Objectives: To demonstrate reliability and feasibility of a standardized protocol to assess and score quality indicators relevant to pressure ulcer (PU) care processes in nursing homes (NHs).
Design: Descriptive.
Setting: Eight NHs.
Participants: One hundred ninety-one NH residents for whom the PU Resident Assessment Protocol of the Minimum Data Set was initiated.
Measurements: Nine quality indicators (two related to screening and prevention of PU, two focused on assessment, and five addressing management) were scored using medical record data, direct human observation, and wireless thigh monitor observation data. Feasibility and reliability of medical record, observation, and thigh monitor protocols were determined.
Results: The percentage of participants who passed each of the indicators, indicating care consistent with practice guidelines, ranged from 0% to 98% across all indicators. In general, participants in NHs passed fewer indicators and had more problems with medical record accuracy before a PU was detected (screening/prevention indicators) than they did once an ulcer was documented (assessment and management indicators). Reliability of the medical record protocol showed kappa statistics ranging from 0.689 to 1.00 and percentage agreement from 80% to 100%. Direct observation protocols yielded kappa statistics of 0.979 and 0.928. Thigh monitor protocols showed kappa statistics ranging from 0.609 to 0.842. Training was variable, with the observation protocol requiring 1 to 2 hours, medical records requiring joint review of 20 charts with average time to complete the review of 20 minutes, and the thigh monitor data requiring 1 week for training in data preparation and interpretation.
Conclusion: The standardized quality assessment system generated scores for nine PU quality indicators with good reliability and provided explicit scoring rules that permit reproducible conclusions about PU care. The focus of the indicators on care processes that are under the control of NH staff made the protocol useful for external survey and internal quality improvement purposes, and the thigh monitor observational technology provided a method for monitoring repositioning care processes that were otherwise difficult to monitor and manage.

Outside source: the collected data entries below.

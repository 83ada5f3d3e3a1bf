//! # tagrelay: tag-matched async messaging runtime
//!
//! Bridges a transport that completes operations by polling into both a
//! blocking and an async (`Future`) programming model.
//!
//! ## Architecture
//!
//! ```text
//! ┌──────────────────────────── application ────────────────────────────┐
//! │  Endpoint::tag_send / tag_recv / stream_* / close  ──►  Request     │
//! │          │                                               │  ▲       │
//! │          ▼ SegQueue + activity notify                    │  │ wake  │
//! ├──────────────────────────────────────────────────────────┼──┼───────┤
//! │  progress thread: submissions → TransportWorker → events ┘  │       │
//! │  notifier thread: queued wakers ────────────────────────────┘       │
//! └──────────────────────────────────────────────────────────────────────┘
//! ```
//!
//! ## Quick start
//!
//! ```rust,ignore
//! use std::sync::{Arc, Mutex};
//! use tagrelay::{Endpoint, EndpointOptions, Tag, Worker};
//! use tagrelay_module::LoopbackFabric;
//!
//! let fabric = LoopbackFabric::new();
//! let server = Worker::create(&fabric)?;
//! server.start_progress()?;
//! // Dropping an accepted endpoint closes it, so keep it somewhere.
//! let accepted: Arc<Mutex<Vec<Endpoint>>> = Arc::default();
//! let stash = Arc::clone(&accepted);
//! let listener = server.create_listener(0, move |req| {
//!     if let Ok(ep) = req.accept(EndpointOptions::default()) {
//!         stash.lock().unwrap().push(ep);
//!     }
//! })?;
//!
//! let client = Worker::create(&fabric)?;
//! client.start_progress()?;
//! let ep = client.create_endpoint(listener.address(), EndpointOptions::default())?;
//! ep.tag_send(vec![1, 2, 3], Tag(0), false).wait()?;
//! ```

pub mod config;
pub mod request;
pub mod progress;
mod notifier;
mod worker;
mod endpoint;
mod listener;
pub mod rendezvous;

pub use config::{EndpointOptions, WorkerConfig};
pub use endpoint::Endpoint;
pub use listener::{ConnectionRequest, Listener};
pub use progress::Progress;
pub use request::{Completion, Request, RequestKind, RequestStatus};
pub use worker::Worker;

pub use tagrelay_core::{ClientTags, Error, ErrorKind, Result, ServerTags, Tag, WorkerAddress, FRAME_SIZE};
//! # tagrelay-core: Trait definitions and plain types for tagrelay
//!
//! This crate defines the boundaries every other tagrelay crate programs
//! against. It contains no threads and no platform code.
//!
//! ## Modules
//!
//! - `tag` - 64-bit matching tags, connection salting, random tag generation
//! - `address` - opaque worker address blob
//! - `frame` - the fixed-size address+tag rendezvous frame codec
//! - `transport` - the transport capability (`TransportContext`, `TransportWorker`)
//! - `notifier` - "activity may be pending" wake-up primitive
//! - `error` - error taxonomy shared by all crates
//! - `env` - environment variable helpers for configuration
//!
//! ## Design principle
//!
//! The transport is an external collaborator. The runtime in `tagrelay`
//! only ever sees `Box<dyn TransportWorker>`; swapping the transport is a
//! matter of passing a different `TransportContext` to `Worker::create`.

pub mod tag;
pub mod address;
pub mod frame;
pub mod transport;
pub mod notifier;
pub mod error;
pub mod env;

// Re-exports for convenience
pub use address::WorkerAddress;
pub use error::{Error, ErrorKind, Result};
pub use frame::{ClientTags, DecodedFrame, FrameError, ServerTags, FRAME_SIZE};
pub use notifier::Notifier;
pub use tag::Tag;
pub use transport::{
    ConnId, EndpointInfo, EpHandle, ListenerHandle, OpId, TransportContext, TransportEvent,
    TransportStatus, TransportWorker,
};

Pressure ulcers (PUs) are an important quality measure in nursing homes (NHs) because they are common, often preventable, and associated with morbidity, mortality, and other quality-of-care problems. This study describes nine quality indicators that reflect PU care processes determined by expert consensus to be related to positive outcomes that are valid and feasible to implement in NHs. The quality indicators have been operationalized into a standardized system that incorporates explicit measurement protocols and scoring rules. Indicator scores based on direct observation and medical record data for residents in eight NHs are provided to illustrate how conclusions can be drawn about the quality of PU care using the indicators and standardized scoring system.
The description and testing of a standardized assessment system is the major contribution of this paper because little information is available about how to accurately assess NH care processes from medical records and observations of staff and residents. Problems with subjectivity and inconsistency in the federal and state survey processes have been documented; lack of a standardized system to evaluate quality contributes to these problems. The goals of this study were to describe data sources, assessment protocols, and scoring rules for nine PU quality indicators and to provide preliminary data about the feasibility of implementation and the reliability of the standardized protocol.